The RBI’s Report on Trend and Progress of Banking in India 2020-21 evaluates the performance of the banking sector, including co-operative banks, and non-banking financial institutions during 2020-21 and 2021-22 so far.
The report said that during 2020-21, the banking sector navigated the disruptions caused by the pandemic and the economic downturn with resilience, and that various policy measures undertaken by the RBI and the government cushioned the impact of these negative developments.
Also, banks’ asset quality improved and public-sector banks reported net profits after a gap of five years. The capital position of banks improved, aided by recapitalisation by the government as well as raising of funds from the market. Recovery of loans through insolvency proceedings helped as well, even though initiation of fresh insolvency proceedings under the Insolvency and Bankruptcy Code (IBC) was suspended for a year till March 2021.
The RBI, however, warned that incipient stress remains in the form of increased proportion of restructured advances and the possibility of higher slippages arising from sectors that were relatively more exposed to the pandemic.
Still, banks’ financial position is likely to improve with the green shoots of recovery re-emerging in the first half of the current financial year, the banking regulator said.
The report also said that the RBI has started pulling back some of the policy measures it had taken in response to the pandemic. Certain liquidity measures have been wound down while other regulatory measures, including deferment of implementation of net stable funding ratio and restrictions on dividend payouts by banks, have been realigned to avoid extended forbearance and risks to financial stability while providing targeted support to needy sectors.
Banks’ asset quality, credit growth
According to the report, during 2020-21, the consolidated balance sheet of scheduled commercial banks (SCBs) expanded in size, notwithstanding the pandemic and the resultant contraction in economic activity.
In 2021-22 so far, nascent signs of recovery are visible in credit growth.
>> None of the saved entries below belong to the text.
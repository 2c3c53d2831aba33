//! Collection Query
//!
//! Builds the request path for a collection endpoint.

use percent_encoding::{utf8_percent_encode, AsciiSet, CONTROLS};

/// Page size used when a paginated endpoint should return everything at once
pub const FETCH_ALL_PAGE_SIZE: u32 = 1000;

/// Characters escaped inside query keys and values
const QUERY_VALUE: &AsciiSet = &CONTROLS
    .add(b' ')
    .add(b'"')
    .add(b'#')
    .add(b'&')
    .add(b'+')
    .add(b'<')
    .add(b'=')
    .add(b'>')
    .add(b'?')
    .add(b'%');

/// Which slice of the collection to request
#[derive(Debug, Clone, Copy, PartialEq, Eq, Default)]
pub enum PageRequest {
    /// No paging parameters; the endpoint returns the whole collection
    #[default]
    All,
    /// One zero-based page
    Page { index: u32, size: u32 },
}

impl PageRequest {
    /// First page large enough to hold the whole collection
    pub fn everything() -> Self {
        PageRequest::Page { index: 0, size: FETCH_ALL_PAGE_SIZE }
    }
}

/// Paging plus extra query parameters
#[derive(Debug, Clone, Default, PartialEq, Eq)]
pub struct CollectionQuery {
    pub page: PageRequest,
    pub params: Vec<(String, String)>,
}

impl CollectionQuery {
    pub fn all() -> Self {
        Self::default()
    }

    pub fn page(index: u32, size: u32) -> Self {
        Self { page: PageRequest::Page { index, size }, params: Vec::new() }
    }

    /// Only a page size (server default page index)
    pub fn sized(size: u32) -> Self {
        Self::all().param("size", size.to_string())
    }

    pub fn param(mut self, key: impl Into<String>, value: impl Into<String>) -> Self {
        self.params.push((key.into(), value.into()));
        self
    }

    /// Append the query string to `endpoint`.
    pub fn to_path(&self, endpoint: &str) -> String {
        let mut pairs: Vec<(String, String)> = Vec::new();
        if let PageRequest::Page { index, size } = self.page {
            pairs.push(("page".to_string(), index.to_string()));
            pairs.push(("size".to_string(), size.to_string()));
        }
        pairs.extend(self.params.iter().cloned());

        if pairs.is_empty() {
            return endpoint.to_string();
        }
        let query = pairs
            .iter()
            .map(|(k, v)| {
                format!(
                    "{}={}",
                    utf8_percent_encode(k, QUERY_VALUE),
                    utf8_percent_encode(v, QUERY_VALUE)
                )
            })
            .collect::<Vec<_>>()
            .join("&");
        let sep = if endpoint.contains('?') { '&' } else { '?' };
        format!("{}{}{}", endpoint, sep, query)
    }
}
//! Toast Host Component
//!
//! Renders the store's notices; click to dismiss early.

use leptos::prelude::*;

use crate::store::{store_dismiss_toast, store_toasts, use_ui_store};

#[component]
pub fn ToastHost() -> impl IntoView {
    let store = use_ui_store();

    view! {
        <div class="toast-host">
            <For
                each=move || store_toasts(&store)
                key=|toast| toast.id
                children=move |toast| {
                    let id = toast.id;
                    view! {
                        <div class=toast.kind.class() on:click=move |_| store_dismiss_toast(&store, id)>
                            {toast.message}
                        </div>
                    }
                }
            />
        </div>
    }
}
Deposits grew by 10.1% at end-September 2021 as compared with 11% a year ago.
The capital to risk weighted assets (CRAR) ratio of SCBs strengthened from 14.8% at end-March 2020 to 16.3% at end-March 2021 and further to 16.6% at end-September 2021. This was thanks to higher retained earnings, recapitalisation of public-sector banks and fundraising from the market by both state-run and private-sector banks.
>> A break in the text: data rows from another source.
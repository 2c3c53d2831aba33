//! Shared State Cell
//!
//! Single-threaded store with explicit subscribe/unsubscribe. Readers get
//! borrowed access or a cloned snapshot; every `update` notifies
//! subscribers after the borrow is released.

use std::cell::{Cell, RefCell};
use std::fmt;
use std::rc::Rc;

/// Handle returned by [`SharedState::subscribe`]
#[derive(Debug, Clone, Copy, PartialEq, Eq, Hash)]
pub struct SubscriptionId(u64);

type Subscriber = Rc<dyn Fn()>;

struct Inner<S> {
    value: RefCell<S>,
    subscribers: RefCell<Vec<(SubscriptionId, Subscriber)>>,
    next_id: Cell<u64>,
}

/// Cloneable handle to one piece of state
pub struct SharedState<S> {
    inner: Rc<Inner<S>>,
}

impl<S> Clone for SharedState<S> {
    fn clone(&self) -> Self {
        Self { inner: Rc::clone(&self.inner) }
    }
}

impl<S: Default> Default for SharedState<S> {
    fn default() -> Self {
        Self::new(S::default())
    }
}

impl<S: fmt::Debug> fmt::Debug for SharedState<S> {
    fn fmt(&self, f: &mut fmt::Formatter<'_>) -> fmt::Result {
        f.debug_struct("SharedState")
            .field("value", &self.inner.value.borrow())
            .field("subscribers", &self.inner.subscribers.borrow().len())
            .finish()
    }
}

impl<S> SharedState<S> {
    pub fn new(value: S) -> Self {
        Self {
            inner: Rc::new(Inner {
                value: RefCell::new(value),
                subscribers: RefCell::new(Vec::new()),
                next_id: Cell::new(0),
            }),
        }
    }

    /// Borrow the current value
    pub fn read<R>(&self, f: impl FnOnce(&S) -> R) -> R {
        f(&self.inner.value.borrow())
    }

    /// Mutate the value, then notify subscribers
    pub fn update<R>(&self, f: impl FnOnce(&mut S) -> R) -> R {
        let result = f(&mut self.inner.value.borrow_mut());
        self.notify();
        result
    }

    /// Replace the value wholesale
    pub fn set(&self, value: S) {
        self.update(|current| *current = value);
    }

    pub fn subscribe(&self, callback: impl Fn() + 'static) -> SubscriptionId {
        let id = SubscriptionId(self.inner.next_id.get());
        self.inner.next_id.set(id.0 + 1);
        self.inner.subscribers.borrow_mut().push((id, Rc::new(callback)));
        id
    }

    /// Returns false if `id` was not subscribed
    pub fn unsubscribe(&self, id: SubscriptionId) -> bool {
        let mut subs = self.inner.subscribers.borrow_mut();
        let before = subs.len();
        subs.retain(|(sub_id, _)| *sub_id != id);
        subs.len() != before
    }

    pub fn subscriber_count(&self) -> usize {
        self.inner.subscribers.borrow().len()
    }

    fn notify(&self) {
        // Callbacks may read this state or (un)subscribe.
        let subs: Vec<Subscriber> = self
            .inner
            .subscribers
            .borrow()
            .iter()
            .map(|(_, cb)| Rc::clone(cb))
            .collect();
        for cb in subs {
            cb();
        }
    }
}

impl<S: Clone> SharedState<S> {
    /// Cloned copy of the current value
    pub fn snapshot(&self) -> S {
        self.inner.value.borrow().clone()
    }
}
In addition, banks’ gross non-performing assets ratio declined from 8.2% at end-March 2020 to 7.3% at end-March 2021 and further to 6.9% at end-September 2021.
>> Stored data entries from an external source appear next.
//! Collection Fetcher
//!
//! One request per call, no retries. A failure is stored as a message next
//! to the last good items. Responses that lose the race against a newer
//! fetch are dropped on arrival.

use serde::de::DeserializeOwned;
use serde_json::Value;
use std::rc::Rc;

use crate::client::ApiClient;
use crate::collection::{LoadOutcome, RemoteCollection};
use crate::entity::Entity;
use crate::envelope::decode_collection;
use crate::error::ApiResult;
use crate::query::CollectionQuery;
use crate::state::SharedState;

const DEFAULT_LOAD_ERROR: &str = "Failed to load data";

/// Secondary source used once when the primary endpoint comes back empty
pub struct Fallback<T> {
    path: String,
    derive: Rc<dyn Fn(Value) -> ApiResult<Vec<T>>>,
}

impl<T> Clone for Fallback<T> {
    fn clone(&self) -> Self {
        Self { path: self.path.clone(), derive: Rc::clone(&self.derive) }
    }
}

impl<T> Fallback<T> {
    /// `derive` maps the secondary response body to reduced-fidelity items
    pub fn new(path: impl Into<String>, derive: impl Fn(Value) -> ApiResult<Vec<T>> + 'static) -> Self {
        Self { path: path.into(), derive: Rc::new(derive) }
    }

    pub fn path(&self) -> &str {
        &self.path
    }
}

/// Loads collections through an [`ApiClient`]
pub struct CollectionFetcher<C> {
    client: Rc<C>,
    error_message: String,
}

impl<C> Clone for CollectionFetcher<C> {
    fn clone(&self) -> Self {
        Self { client: Rc::clone(&self.client), error_message: self.error_message.clone() }
    }
}

impl<C: ApiClient> CollectionFetcher<C> {
    pub fn new(client: Rc<C>) -> Self {
        Self { client, error_message: DEFAULT_LOAD_ERROR.to_string() }
    }

    /// Message stored when a failure carries no server text
    pub fn with_error_message(mut self, message: impl Into<String>) -> Self {
        self.error_message = message.into();
        self
    }

    pub async fn load<T>(&self, state: &SharedState<RemoteCollection<T>>, endpoint: &str, query: &CollectionQuery) -> LoadOutcome
    where
        T: Entity + DeserializeOwned,
    {
        self.run(state, &query.to_path(endpoint), None).await
    }

    /// Like [`load`](Self::load), falling back to `fallback` once when the
    /// primary endpoint returns nothing or fails.
    pub async fn load_with_fallback<T>(
        &self,
        state: &SharedState<RemoteCollection<T>>,
        endpoint: &str,
        query: &CollectionQuery,
        fallback: &Fallback<T>,
    ) -> LoadOutcome
    where
        T: Entity + DeserializeOwned,
    {
        self.run(state, &query.to_path(endpoint), Some(fallback)).await
    }

    async fn run<T>(&self, state: &SharedState<RemoteCollection<T>>, path: &str, fallback: Option<&Fallback<T>>) -> LoadOutcome
    where
        T: Entity + DeserializeOwned,
    {
        let ticket = state.update(|c| c.begin_load());
        log::debug!("GET {} ({:?})", path, ticket);
        let mut result = self.fetch_items::<T>(path).await;

        if let Some(fallback) = fallback {
            if !state.read(|c| c.is_latest(ticket)) {
                log::debug!("discarded stale response for {}", path);
                return LoadOutcome::Stale;
            }
            result = match result {
                Ok(items) if items.is_empty() => match self.fetch_fallback(fallback).await {
                    Ok(derived) => Ok(derived),
                    Err(err) => {
                        log::warn!("fallback {} failed: {}", fallback.path(), err);
                        Ok(items)
                    }
                },
                Err(err) if !err.is_unauthorized() => match self.fetch_fallback(fallback).await {
                    Ok(derived) => Ok(derived),
                    Err(fallback_err) => {
                        log::warn!("fallback {} failed: {}", fallback.path(), fallback_err);
                        Err(err)
                    }
                },
                other => other,
            };
        }

        if let Err(err) = &result {
            log::warn!("GET {} failed: {}", path, err);
        }
        let outcome = state.update(|c| c.finish_load(ticket, result, |err| err.user_message(&self.error_message)));
        if outcome == LoadOutcome::Stale {
            log::debug!("discarded stale response for {}", path);
        }
        outcome
    }

    async fn fetch_items<T: DeserializeOwned>(&self, path: &str) -> ApiResult<Vec<T>> {
        let body = self.client.get(path).await?;
        let (items, _page) = decode_collection(body)?;
        Ok(items)
    }

    async fn fetch_fallback<T>(&self, fallback: &Fallback<T>) -> ApiResult<Vec<T>> {
        log::debug!("primary collection empty, deriving from {}", fallback.path());
        let body = self.client.get(fallback.path()).await?;
        (fallback.derive)(body)
    }
}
Moreover, return on assets (RoA) of SCBs improved from 0.2% at end-March 2020 to 0.7% at end-March 2021, aided by stable income and decline in expenditure.
Co-operatives banks, NBFCs
The balance sheet growth of urban co-operatives banks in 2020-21 was driven by deposits, while subdued credit growth led to acceleration in investments. Their financial indicators, including capital position and profitability, improved.
The profitability of state co-operative banks and district central co-operative banks improved in 2019-20, while their asset quality deteriorated.
The consolidated balance sheet of NBFCs expanded during 2020-21, driven by credit and investments of non-deposit taking systemically important NBFCs. Their asset quality and capital buffers improved as well, the RBI report showed.